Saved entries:
● ● ● ● ● ● ●

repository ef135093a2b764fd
//! Logging configuration using tracing.

use tracing_subscriber::{layer::SubscriberExt, util::SubscriberInitExt, EnvFilter};

/// Initialize logging with the specified level.
///
/// `RUST_LOG` takes precedence over `level` when set.
pub fn init(level: &str) -> anyhow::Result<()> {
    let filter = EnvFilter::try_from_default_env()
        .or_else(|_| EnvFilter::try_new(level))
        .unwrap_or_else(|_| EnvFilter::new("info"));

    tracing_subscriber::registry()
        .with(filter)
        .with(tracing_subscriber::fmt::layer().with_target(false))
        .try_init()?;

    Ok(())
}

● ● ● ● ● ● ●

◆ Required action ◆
Copy only this part of the entries above: the line with "configuration using tracing.", the line with "takes precedence over", and the lines between, all exactly as written.

◆ Answer for the task ◆
//! Logging configuration using tracing.

use tracing_subscriber::{layer::SubscriberExt, util::SubscriberInitExt, EnvFilter};

/// Initialize logging with the specified level.
///
/// `RUST_LOG` takes precedence over `level` when set.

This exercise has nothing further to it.